EXHIBIT 4.17
AMENDMENT NO. 1
TO
CONSULTING SERVICES AGREEMENT
THIS FIRST AMENDMENT TO CONSULTING SERVICES AGREEMENT, dated July 13, 2005
(the "First Amendment"), is by and between Xxxxxxx Xxxxxx (the "Consultant"),
and Reality Wireless Networks, Inc., a Nevada corporation (the "Client").
RECITALS
A. The Consultant and the Client entered into a Consulting Services
Agreement dated June 27, 2005 a copy of which is attached hereto as Exhibit A
(the "Agreement"), pursuant to which the Consultant agreed to provide certain
consulting services to the Client.
B. Client and Consultant wish to amend Section 2 of the Agreement to
provide for additional consideration in exchange for additional consulting
services and to extend the term of the Agreement.
AGREEMENT
NOW, THEREFORE, in consideration of the foregoing, and the mutual
agreements, representations, warranties and covenants contained herein, and for
other good and valuable consideration the receipt of which is hereby
acknowledged, the parties hereto agree as follows:
A. Section 2 of the Agreement is deleted in its entirety and is hereby amended
and replaced as follows:
"2. Consideration.
Client agrees to pay Consultant, as Consultant's fee and as consideration
for services provided, 3,100,000 shares of common stock of the Client.
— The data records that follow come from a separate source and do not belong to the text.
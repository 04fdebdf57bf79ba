//! Media ingestion: multipart parsing, validation, binary storage and the
//! transactional catalog write.
//!
//! Every form value is validated before the binary touches disk. Once the
//! binary is stored, a failed database write removes it again.

use std::collections::HashMap;

use axum::body::Bytes;
use axum::extract::Multipart;
use chrono::Utc;
use serde::Serialize;

use mediateca_core::access::AccessLevel;
use mediateca_core::association::{parse_ids, parse_names};
use mediateca_core::catalog::{normalize_text, parse_date, parse_id};
use mediateca_core::error::CoreError;
use mediateca_core::media::{
    extension_of, is_allowed_mime, random_suffix, resolve_kind, sha256_hex, storage_subdir,
    stored_file_name,
};
use mediateca_core::types::DbId;
use mediateca_db::models::asset::{AssetAssociations, CreateAsset};
use mediateca_db::repositories::AssetRepo;

use crate::error::{AppError, AppResult};
use crate::state::AppState;

/// Name of the multipart field carrying the binary.
pub const FILE_FIELD: &str = "file";

const DEFAULT_MIME: &str = "application/octet-stream";

/// The binary part of an upload.
#[derive(Debug)]
pub struct UploadedFile {
    pub original_name: String,
    pub mime_type: String,
    pub data: Bytes,
}

/// A fully read multipart upload.
#[derive(Debug, Default)]
pub struct UploadForm {
    pub file: Option<UploadedFile>,
    pub fields: HashMap<String, String>,
}

impl UploadForm {
    /// Drain a multipart body. Only the first `file` part is kept; an empty
    /// file part without a name (a browser's "no file chosen") counts as
    /// absent.
    pub async fn read(mut multipart: Multipart) -> AppResult<Self> {
        let mut form = UploadForm::default();

        while let Some(field) = multipart
            .next_field()
            .await
            .map_err(|e| AppError::BadRequest(e.to_string()))?
        {
            let name = field.name().unwrap_or_default().to_string();

            if name == FILE_FIELD {
                let original_name = field.file_name().unwrap_or_default().to_string();
                let mime_type = field.content_type().unwrap_or(DEFAULT_MIME).to_string();
                let data = field
                    .bytes()
                    .await
                    .map_err(|e| AppError::BadRequest(e.to_string()))?;

                if original_name.is_empty() && data.is_empty() {
                    continue;
                }
                if form.file.is_some() {
                    tracing::debug!("Ignoring extra file part");
                    continue;
                }
                form.file = Some(UploadedFile {
                    original_name,
                    mime_type,
                    data,
                });
            } else {
                let value = field
                    .text()
                    .await
                    .map_err(|e| AppError::BadRequest(e.to_string()))?;
                form.fields.insert(name, value);
            }
        }

        Ok(form)
    }

    /// Trimmed, non-blank text field.
    fn text(&self, name: &str) -> Option<String> {
        normalize_text(self.fields.get(name).map(String::as_str))
    }

    fn raw(&self, name: &str) -> Option<&str> {
        self.fields.get(name).map(String::as_str)
    }
}

/// Body of `201 Created` after an upload.
#[derive(Debug, Serialize)]
pub struct IngestOutcome {
    pub id: DbId,
    pub stored_name: String,
    /// Storage path relative to the media root.
    pub path: String,
}

/// Validate an upload, store its binary and write the catalog record with
/// all associations.
pub async fn ingest(state: &AppState, owner_id: DbId, form: UploadForm) -> AppResult<IngestOutcome> {
    let Some(file) = form.file.as_ref() else {
        return Err(AppError::BadRequest("No file provided".into()));
    };

    if !is_allowed_mime(&file.mime_type) {
        return Err(AppError::BadRequest(format!(
            "File type '{}' is not allowed",
            file.mime_type
        )));
    }

    let kind = resolve_kind(form.raw("kind"), &file.mime_type)?;
    let access_level = match form.text("access_level") {
        Some(raw) => raw.parse::<AccessLevel>()?,
        None => AccessLevel::default(),
    };
    let category_id = parse_id("category_id", form.raw("category_id"))?;
    let captured_on = parse_date("captured_on", form.raw("captured_on"))?;
    let links = AssetAssociations {
        tags: form
            .raw("tags")
            .map(|raw| parse_names(raw).into_vec())
            .unwrap_or_default(),
        collection_ids: parse_id_list("collections", form.raw("collections"))?,
        section_ids: parse_id_list("sections", form.raw("sections"))?,
    };

    let now = Utc::now();
    let stored_name = stored_file_name(&file.original_name, now, random_suffix());
    let checksum = sha256_hex(&file.data);
    let path = state
        .store
        .save(&storage_subdir(kind, now), &stored_name, &file.data)
        .await
        .map_err(|e| AppError::InternalError(format!("Failed to store upload: {e}")))?;

    let input = CreateAsset {
        original_name: file.original_name.clone(),
        stored_name: stored_name.clone(),
        storage_path: path.clone(),
        title: form
            .text("title")
            .unwrap_or_else(|| file.original_name.clone()),
        description: form.text("description"),
        kind,
        mime_type: file.mime_type.clone(),
        size_bytes: file.data.len() as i64,
        extension: extension_of(&file.original_name),
        checksum_sha256: checksum,
        access_level,
        owner_id,
        category_id,
        source: form.text("source"),
        capture_place: form.text("capture_place"),
        captured_on,
        usage_rights: form.text("usage_rights"),
    };

    let asset = match AssetRepo::create_with_associations(&state.pool, &input, &links).await {
        Ok(asset) => asset,
        Err(e) => {
            state.store.remove_quietly(&path).await;
            return Err(e.into());
        }
    };

    tracing::info!(
        asset_id = asset.id,
        user_id = owner_id,
        kind = %kind,
        size_bytes = asset.size_bytes,
        tags = links.tags.len(),
        "Asset ingested",
    );

    Ok(IngestOutcome {
        id: asset.id,
        stored_name,
        path,
    })
}

fn parse_id_list(field: &str, raw: Option<&str>) -> Result<Vec<DbId>, CoreError> {
    match raw {
        Some(raw) => Ok(parse_ids(field, raw)?.into_vec()),
        None => Ok(Vec::new()),
    }
}
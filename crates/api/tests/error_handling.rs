//! Tests for `AppError` → HTTP response mapping.
//!
//! These call `IntoResponse` directly on `AppError` values; no server or
//! database is needed.

use axum::http::StatusCode;
use axum::response::IntoResponse;
use http_body_util::BodyExt;

use mediateca_api::auth::service::AuthError;
use mediateca_api::error::AppError;
use mediateca_core::error::CoreError;

/// Helper: convert an `AppError` into its status code and parsed JSON body.
async fn error_to_response(err: AppError) -> (StatusCode, serde_json::Value) {
    let response = err.into_response();
    let status = response.status();
    let bytes = response.into_body().collect().await.unwrap().to_bytes();
    let json: serde_json::Value = serde_json::from_slice(&bytes).unwrap();
    (status, json)
}

#[tokio::test]
async fn not_found_error_returns_404() {
    let err = AppError::Core(CoreError::NotFound {
        entity: "Asset",
        id: 42,
    });

    let (status, json) = error_to_response(err).await;

    assert_eq!(status, StatusCode::NOT_FOUND);
    assert_eq!(json["code"], "NOT_FOUND");
    assert_eq!(json["error"], "Asset with id 42 not found");
}

#[tokio::test]
async fn storage_missing_has_its_own_code() {
    let (status, json) = error_to_response(AppError::Core(CoreError::StorageMissing { id: 7 })).await;

    assert_eq!(status, StatusCode::NOT_FOUND);
    assert_eq!(json["code"], "STORAGE_MISSING");
}

#[tokio::test]
async fn validation_and_bad_request_return_400() {
    let (status, json) =
        error_to_response(AppError::Core(CoreError::Validation("bad kind".into()))).await;
    assert_eq!(status, StatusCode::BAD_REQUEST);
    assert_eq!(json["code"], "VALIDATION_ERROR");
    assert_eq!(json["error"], "bad kind");

    let (status, json) = error_to_response(AppError::BadRequest("No file provided".into())).await;
    assert_eq!(status, StatusCode::BAD_REQUEST);
    assert_eq!(json["code"], "BAD_REQUEST");
}

#[tokio::test]
async fn auth_failures_return_401_and_403() {
    let (status, json) = error_to_response(AuthError::InvalidCredentials.into()).await;
    assert_eq!(status, StatusCode::UNAUTHORIZED);
    assert_eq!(json["code"], "UNAUTHORIZED");
    assert_eq!(json["error"], "Invalid email or password");

    let (status, _) = error_to_response(AuthError::TokenExpired.into()).await;
    assert_eq!(status, StatusCode::UNAUTHORIZED);

    let (status, json) =
        error_to_response(AppError::Core(CoreError::Forbidden("nope".into()))).await;
    assert_eq!(status, StatusCode::FORBIDDEN);
    assert_eq!(json["code"], "FORBIDDEN");
}

#[tokio::test]
async fn duplicate_email_returns_409() {
    let (status, json) = error_to_response(AuthError::DuplicateEmail.into()).await;

    assert_eq!(status, StatusCode::CONFLICT);
    assert_eq!(json["code"], "CONFLICT");
}

#[tokio::test]
async fn row_not_found_returns_404() {
    let (status, json) = error_to_response(AppError::Database(sqlx::Error::RowNotFound)).await;

    assert_eq!(status, StatusCode::NOT_FOUND);
    assert_eq!(json["code"], "NOT_FOUND");
}

#[tokio::test]
async fn pool_timeout_is_retryable_503() {
    let (status, json) = error_to_response(AppError::Database(sqlx::Error::PoolTimedOut)).await;

    assert_eq!(status, StatusCode::SERVICE_UNAVAILABLE);
    assert_eq!(json["code"], "STORAGE_UNAVAILABLE");
}

#[tokio::test]
async fn internal_errors_hide_details() {
    let (status, json) =
        error_to_response(AppError::InternalError("disk exploded at /srv/x".into())).await;
    assert_eq!(status, StatusCode::INTERNAL_SERVER_ERROR);
    assert_eq!(json["code"], "INTERNAL_ERROR");
    assert_eq!(json["error"], "An internal error occurred");

    let (status, json) =
        error_to_response(AppError::Database(sqlx::Error::PoolClosed)).await;
    assert_eq!(status, StatusCode::INTERNAL_SERVER_ERROR);
    assert_eq!(json["error"], "An internal error occurred");
}
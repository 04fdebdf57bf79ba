//! Handlers for the `/auth` resource (login, register, me).

use axum::extract::State;
use axum::http::StatusCode;
use axum::Json;
use serde::{Deserialize, Serialize};
use validator::Validate;

use mediateca_core::error::CoreError;
use mediateca_core::roles::Role;
use mediateca_core::types::DbId;

use crate::auth::service::{self, LoginOutcome};
use crate::error::{AppError, AppResult};
use crate::middleware::rbac::{RequireAdmin, RequireAuth};
use crate::response::DataResponse;
use crate::state::AppState;

// ---------------------------------------------------------------------------
// Request / response types
// ---------------------------------------------------------------------------

/// Request body for `POST /auth/login`.
#[derive(Debug, Deserialize)]
pub struct LoginRequest {
    pub email: String,
    pub password: String,
}

/// Request body for `POST /auth/register`.
#[derive(Debug, Deserialize, Validate)]
pub struct RegisterRequest {
    #[validate(length(min = 2, message = "Name must be at least 2 characters"))]
    pub name: String,
    #[validate(email(message = "Email address is not valid"))]
    pub email: String,
    #[validate(length(min = 6, message = "Password must be at least 6 characters"))]
    pub password: String,
    pub role: String,
}

#[derive(Debug, Serialize)]
pub struct RegisterResponse {
    pub user_id: DbId,
}

/// Verified identity of the caller.
#[derive(Debug, Serialize)]
pub struct MeResponse {
    pub user_id: DbId,
    pub email: String,
    pub role: Role,
}

// ---------------------------------------------------------------------------
// Handlers
// ---------------------------------------------------------------------------

/// POST /api/v1/auth/login
///
/// Authenticate with email + password. Returns a bearer token and the
/// public user summary.
pub async fn login(
    State(state): State<AppState>,
    Json(input): Json<LoginRequest>,
) -> AppResult<Json<LoginOutcome>> {
    let outcome =
        service::authenticate(&state.pool, &state.config.jwt, &input.email, &input.password)
            .await?;
    Ok(Json(outcome))
}

/// POST /api/v1/auth/register
///
/// Create a user. Administrator only.
pub async fn register(
    State(state): State<AppState>,
    RequireAdmin(admin): RequireAdmin,
    Json(input): Json<RegisterRequest>,
) -> AppResult<(StatusCode, Json<RegisterResponse>)> {
    input
        .validate()
        .map_err(|e| AppError::Core(CoreError::Validation(e.to_string())))?;
    let role: Role = input.role.trim().parse()?;

    let user_id =
        service::register(&state.pool, input.name.trim(), &input.email, &input.password, role)
            .await?;

    tracing::info!(user_id, created_by = admin.user_id, "User created by administrator");
    Ok((StatusCode::CREATED, Json(RegisterResponse { user_id })))
}

/// GET /api/v1/auth/me
pub async fn me(RequireAuth(user): RequireAuth) -> Json<DataResponse<MeResponse>> {
    Json(DataResponse {
        data: MeResponse {
            user_id: user.user_id,
            email: user.email,
            role: user.role,
        },
    })
}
By
amendment dated July 13, 2005, Client agrees to pay Consultant an additional
3,100,000 shares of common stock of the Client, which shares shall be registered
on Form S-8. Shares issued pursuant to this First Amendment shall be issued to
Xxxxxxx Xxxxxx, the natural person performing the consulting services for
Client. All shares and certificates representing such shares shall be subject to
applicable SEC, federal, state (Blue sky) and local laws and additional
restrictions set forth herein."
B. Section 6(a) of the Agreement shall be deleted in its entirety and is hereby
amended to read as follows:
"6. Termination and Renewal.
(a) Term.
This Agreement shall become effective on the date appearing next to the
signatures below and terminate twelve (12) months thereafter (the "Term").
Unless otherwise agreed upon in writing by Consultant and Client or otherwise
provided herein, any amendment to this Agreement shall automatically have the
effect of extending the Term of the Agreement until the later of one hundred
eighty (180) days following the original Term or for an additional one hundred
eighty (180) days following the date of such amendment.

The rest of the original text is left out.